§ PROBLEM: Go through the records and tally the lines that include the word "base". The answer is that total alone.

§ SUPPLIED ENTRIES:
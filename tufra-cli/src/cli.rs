use std::path::PathBuf;

use clap::{Parser, Subcommand};
use url::Url;

/// Client and ceremony orchestrator for a TUF repository service.
#[derive(Debug, Parser)]
#[command(name = "tufra", author, version, about, long_about = None)]
pub struct Cli {
    /// path to the configuration file
    #[arg(long, global = true)]
    pub config: Option<PathBuf>,
    /// URL of the repository service API
    #[arg(long, global = true)]
    pub api_server: Option<Url>,
    /// headers to include in API requests, e.g. "apikey: abc, Accept: application/json"
    #[arg(long, short = 'H', global = true)]
    pub headers: Option<String>,
    /// log level of this application, defaults to Info.
    #[arg(long, value_enum, default_value_t = LogLevel::Info, global = true)]
    pub log_level: LogLevel,
    #[command(subcommand)]
    pub command: Command,
}

#[derive(Debug, Subcommand)]
pub enum Command {
    /// Start a new trust-root ceremony
    Ceremony(CeremonyArgs),
    /// Manage artifacts of the repository
    #[command(subcommand)]
    Artifact(ArtifactCommand),
    /// Root metadata maintenance
    #[command(subcommand)]
    Metadata(MetadataCommand),
    /// Inspect signing keys
    #[command(subcommand)]
    Key(KeyCommand),
    /// Query backend tasks
    #[command(subcommand)]
    Task(TaskCommand),
}

#[derive(Debug, clap::Args)]
pub struct CeremonyArgs {
    /// bootstrap the repository service with the ceremony result
    #[arg(short, long)]
    pub bootstrap: bool,
    /// where the bootstrap payload is written
    #[arg(short, long, default_value = "payload.json")]
    pub file: PathBuf,
    /// upload an existing payload file, requires -b/--bootstrap
    #[arg(short, long)]
    pub upload: bool,
    /// additionally save the signed metadata under ./metadata/
    #[arg(short, long)]
    pub save: bool,
}

#[derive(Debug, Subcommand)]
pub enum ArtifactCommand {
    /// Add an artifact to the TUF metadata
    Add(ArtifactAddArgs),
    /// Remove artifacts from the TUF metadata
    Delete(ArtifactDeleteArgs),
    /// Publish all unpublished artifacts
    Publish,
    /// Download an artifact through the TUF-verified update client
    Download(ArtifactDownloadArgs),
}

#[derive(Debug, clap::Args)]
pub struct ArtifactAddArgs {
    /// local file path or container image reference
    pub artifact: String,
    /// treat the artifact as a container image without checking for a local file
    #[arg(long)]
    pub oci_image: bool,
    /// custom metadata path (`TARGETPATH`) prefix for the file
    #[arg(short, long)]
    pub path: Option<String>,
}

#[derive(Debug, clap::Args)]
pub struct ArtifactDeleteArgs {
    /// metadata path of the artifact to remove
    pub path: String,
}

#[derive(Debug, clap::Args)]
pub struct ArtifactDownloadArgs {
    /// metadata path of the artifact
    pub artifact: String,
    /// base URL of the TUF metadata repository
    #[arg(short, long)]
    pub metadata_url: Option<Url>,
    /// base URL of the artifact repository
    #[arg(short, long)]
    pub artifacts_url: Option<Url>,
    /// expect hash-prefixed target paths
    #[arg(short = 'p', long)]
    pub hash_prefix: bool,
    /// directory the artifact is written to, defaults to ./downloads
    #[arg(short = 'P', long)]
    pub directory_prefix: Option<PathBuf>,
    /// path to a trusted root file used instead of trust-on-first-use
    #[arg(short = 'r', long)]
    pub root: Option<PathBuf>,
    /// named repository from the configuration file
    #[arg(long)]
    pub repository: Option<String>,
}

#[derive(Debug, Subcommand)]
pub enum MetadataCommand {
    /// Update the root metadata and collect new signatures
    Update(MetadataUpdateArgs),
    /// Sign metadata that is pending signatures
    Sign(MetadataSignArgs),
    /// Drop a pending signing request
    SignDelete(MetadataSignDeleteArgs),
}

#[derive(Debug, clap::Args)]
pub struct MetadataUpdateArgs {
    /// path to the current signed root metadata
    pub root: PathBuf,
    /// where the update payload is written
    #[arg(short, long, default_value = "update-payload.json")]
    pub file: PathBuf,
    /// send the payload to the repository service
    #[arg(long)]
    pub send: bool,
}

#[derive(Debug, clap::Args)]
pub struct MetadataSignArgs {
    /// role to sign, prompted when not given
    #[arg(long)]
    pub rolename: Option<String>,
    /// path to the signing key, prompted when not given
    #[arg(long)]
    pub key: Option<PathBuf>,
    /// do not send the signature to the API
    #[arg(long)]
    pub dry_run: bool,
    /// write the signature payload to a file
    #[arg(long)]
    pub out: Option<PathBuf>,
}

#[derive(Debug, clap::Args)]
pub struct MetadataSignDeleteArgs {
    /// role whose pending signing request is dropped
    #[arg(long)]
    pub rolename: String,
}

#[derive(Debug, Subcommand)]
pub enum KeyCommand {
    /// Show information about a signing key
    Info(KeyInfoArgs),
}

#[derive(Debug, clap::Args)]
pub struct KeyInfoArgs {
    /// Show the private key. WARNING: use private key information carefully.
    #[arg(long)]
    pub show_private: bool,
}

#[derive(Debug, Subcommand)]
pub enum TaskCommand {
    /// Show the state of a backend task
    Info(TaskInfoArgs),
}

#[derive(Debug, clap::Args)]
pub struct TaskInfoArgs {
    /// id of the task
    pub task_id: String,
    /// poll until the task reaches a terminal state
    #[arg(long)]
    pub watch: bool,
}

#[derive(clap::ValueEnum, Clone, Copy, Debug)]
pub enum LogLevel {
    Debug,
    Info,
    Warn,
    Error,
    Trace,
}

impl From<&LogLevel> for tracing_core::LevelFilter {
    fn from(value: &LogLevel) -> Self {
        match value {
            LogLevel::Debug => tracing_core::Level::DEBUG.into(),
            LogLevel::Info => tracing_core::Level::INFO.into(),
            LogLevel::Warn => tracing_core::Level::WARN.into(),
            LogLevel::Error => tracing_core::Level::ERROR.into(),
            LogLevel::Trace => tracing_core::Level::TRACE.into(),
        }
    }
}

#[cfg(test)]
mod test {
    use clap::CommandFactory;

    use super::*;

    #[test]
    fn test_cli_is_well_formed() {
        Cli::command().debug_assert();
    }

    #[test]
    fn test_parse_download() {
        let cli = Cli::try_parse_from([
            "tufra",
            "artifact",
            "download",
            "dir/file.txt",
            "-m",
            "http://localhost:8080",
            "-a",
            "http://localhost:8081",
            "-p",
        ])
        .expect("parse failed");
        match cli.command {
            Command::Artifact(ArtifactCommand::Download(args)) => {
                assert_eq!(args.artifact, "dir/file.txt");
                assert!(args.hash_prefix);
                assert!(args.root.is_none());
            }
            other => panic!("unexpected command {other:?}"),
        }
    }

    #[test]
    fn test_parse_ceremony_defaults() {
        let cli = Cli::try_parse_from(["tufra", "ceremony"]).expect("parse failed");
        match cli.command {
            Command::Ceremony(args) => {
                assert!(!args.bootstrap);
                assert_eq!(args.file, PathBuf::from("payload.json"));
            }
            other => panic!("unexpected command {other:?}"),
        }
    }
}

§ RESPONSE BELOW: 2